You can see where these fall short, right? You’re running dozens of applications with millions of lines of code between them. At some point, you’re going to run out of people and screens (or administrators and phones). Even if you believe that your current monitoring capability is scaled appropriately, human observers can only see so much.
Even alerting based on thresholds isn’t guaranteed to work – an anomaly that doesn’t quite reach the threshold for alert status is still an anomaly. What’s more, you have thousands or even millions of metrics to monitor. Are you going to manually learn what’s “normal” for each of these metrics? Even if you attempt this undertaking, baselines tend to shift. Once the normal values for these metrics change, you’ll be swamped in false alerts.
Once you pass a certain scale, machine learning and automation are the only game in town, at least as far as anomaly detection is concerned.

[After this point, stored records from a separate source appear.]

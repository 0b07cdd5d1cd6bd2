//! Genome records, annotated features and per-request views
//!
//! A [`GenomeRecord`] is immutable once loaded. Everything the user chooses per
//! draw request (visible range, orientation) lives in a [`GenomeView`], and the
//! pair of both is a [`ViewedGenome`].

use std::borrow::Cow;
use std::collections::BTreeMap;

use crate::error::{GbkvizError, Result};
use crate::types::Strand;

/// One annotation, located 0-based half-open in its record's frame
#[derive(Debug, Clone, PartialEq)]
pub struct Feature {
    pub kind: String,
    pub start: i64,
    pub end: i64,
    pub strand: Strand,
    pub qualifiers: BTreeMap<String, Vec<String>>,
}

impl Feature {
    pub fn new(kind: impl Into<String>, start: i64, end: i64, strand: Strand) -> Self {
        Self {
            kind: kind.into(),
            start,
            end,
            strand,
            qualifiers: BTreeMap::new(),
        }
    }

    pub fn with_qualifier(mut self, key: impl Into<String>, value: impl Into<String>) -> Self {
        self.qualifiers.entry(key.into()).or_default().push(value.into());
        self
    }

    /// First value of a qualifier, if any
    pub fn qualifier(&self, key: &str) -> Option<&str> {
        self.qualifiers
            .get(key)
            .and_then(|values| values.first())
            .map(String::as_str)
    }

    /// Same feature in the reverse-complemented frame of a `seq_len` bp record
    pub fn mirrored(&self, seq_len: i64) -> Feature {
        Feature {
            kind: self.kind.clone(),
            start: seq_len - self.end,
            end: seq_len - self.start,
            strand: self.strand.flipped(),
            qualifiers: self.qualifiers.clone(),
        }
    }

    /// Copy of the feature with both ends moved by `delta`
    pub fn shifted(&self, delta: i64) -> Feature {
        Feature {
            start: self.start + delta,
            end: self.end + delta,
            ..self.clone()
        }
    }
}

/// One loaded genome
#[derive(Debug, Clone, PartialEq)]
pub struct GenomeRecord {
    pub name: String,
    pub sequence: Vec<u8>,
    pub features: Vec<Feature>,
}

impl GenomeRecord {
    pub fn new(name: impl Into<String>, sequence: Vec<u8>, features: Vec<Feature>) -> Self {
        Self {
            name: name.into(),
            sequence,
            features,
        }
    }

    pub fn len(&self) -> u64 {
        self.sequence.len() as u64
    }

    pub fn is_empty(&self) -> bool {
        self.sequence.is_empty()
    }

    /// The record as seen in the requested orientation.
    ///
    /// Reverse orientation yields a reverse-complemented copy with mirrored
    /// feature coordinates; the forward case borrows `self`.
    pub fn oriented(&self, reverse: bool) -> Cow<'_, GenomeRecord> {
        if !reverse {
            return Cow::Borrowed(self);
        }
        let seq_len = self.sequence.len() as i64;
        Cow::Owned(GenomeRecord {
            name: self.name.clone(),
            sequence: bio::alphabets::dna::revcomp(&self.sequence),
            features: self.features.iter().map(|f| f.mirrored(seq_len)).collect(),
        })
    }

    /// Features of the given types with either endpoint inside the 1-based
    /// inclusive range `[min_range, max_range]`
    pub fn features_in_range<'a>(
        &'a self,
        min_range: u64,
        max_range: u64,
        kinds: &'a [String],
    ) -> impl Iterator<Item = &'a Feature> + 'a {
        let (lo, hi) = (min_range as i64, max_range as i64);
        self.features
            .iter()
            .filter(move |f| kinds.iter().any(|k| *k == f.kind))
            .filter(move |f| {
                let first = f.start.min(f.end) + 1;
                let last = f.start.max(f.end);
                (lo <= first && first <= hi) || (lo <= last && last <= hi)
            })
    }

    pub fn count_features(&self, min_range: u64, max_range: u64, kind: &str) -> usize {
        let kinds = [kind.to_string()];
        self.features_in_range(min_range, max_range, &kinds).count()
    }
}

/// Visible range (1-based, inclusive) and orientation chosen for one request
#[derive(Debug, Clone, Copy, PartialEq, Eq)]
pub struct GenomeView {
    pub min_range: u64,
    pub max_range: u64,
    pub reverse: bool,
}

impl GenomeView {
    pub fn new(min_range: u64, max_range: u64, reverse: bool) -> Self {
        Self {
            min_range,
            max_range,
            reverse,
        }
    }

    /// Whole record, forward orientation
    pub fn full(record: &GenomeRecord) -> Self {
        Self::new(1, record.len().max(1), false)
    }

    /// Inclusive length of the visible range
    pub fn range_length(&self) -> u64 {
        self.max_range - self.min_range + 1
    }

    pub fn validate(&self, record: &GenomeRecord) -> Result<()> {
        let ok = 1 <= self.min_range && self.min_range <= self.max_range && self.max_range <= record.len();
        if ok {
            Ok(())
        } else {
            Err(GbkvizError::InvalidRange {
                name: record.name.clone(),
                min_range: self.min_range,
                max_range: self.max_range,
                length: record.len(),
            })
        }
    }
}

/// A record paired with the view requested for it
#[derive(Debug, Clone)]
pub struct ViewedGenome<'a> {
    pub record: Cow<'a, GenomeRecord>,
    pub view: GenomeView,
}

impl<'a> ViewedGenome<'a> {
    pub fn new(record: &'a GenomeRecord, view: GenomeView) -> Result<Self> {
        view.validate(record)?;
        Ok(Self {
            record: record.oriented(view.reverse),
            view,
        })
    }

    pub fn name(&self) -> &str {
        &self.record.name
    }

    pub fn range_length(&self) -> u64 {
        self.view.range_length()
    }

    /// Oriented sequence sliced to the visible range
    pub fn visible_sequence(&self) -> &[u8] {
        let start = (self.view.min_range - 1) as usize;
        let end = self.view.max_range as usize;
        &self.record.sequence[start..end]
    }

    pub fn features_in_range<'b>(&'b self, kinds: &'b [String]) -> impl Iterator<Item = &'b Feature> + 'b {
        self.record
            .features_in_range(self.view.min_range, self.view.max_range, kinds)
    }
}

Design Principles of an Automated Anomaly Detection System
Now that you know you need an automated anomaly detection system, you have yet more choices to make. After all, you don’t want just any system – you want one that can maintain application health, detect crashes, mitigate slowdowns, and alert on pricing or checkout glitches. Here are the factors you’ll need to look out for:
Timeliness: How fast do you want to detect anomalies? This isn’t a trick question, because there are always trade-offs. Detecting anomalies faster means enduring a higher rate of false positives. Slower anomaly detection uses batch-processing as opposed to real-time data. It’s more accurate, but it doesn’t scale – the more records you need to process, the slower it gets.
Scale: This is another tradeoff between real-time data and batch processing. If a system is very large, mission-critical and is expected to grow larger, it’s a good idea to scan for anomalies using real-time data. Again, this is much faster if less accurate. Static systems that are less crucial can use batch processing.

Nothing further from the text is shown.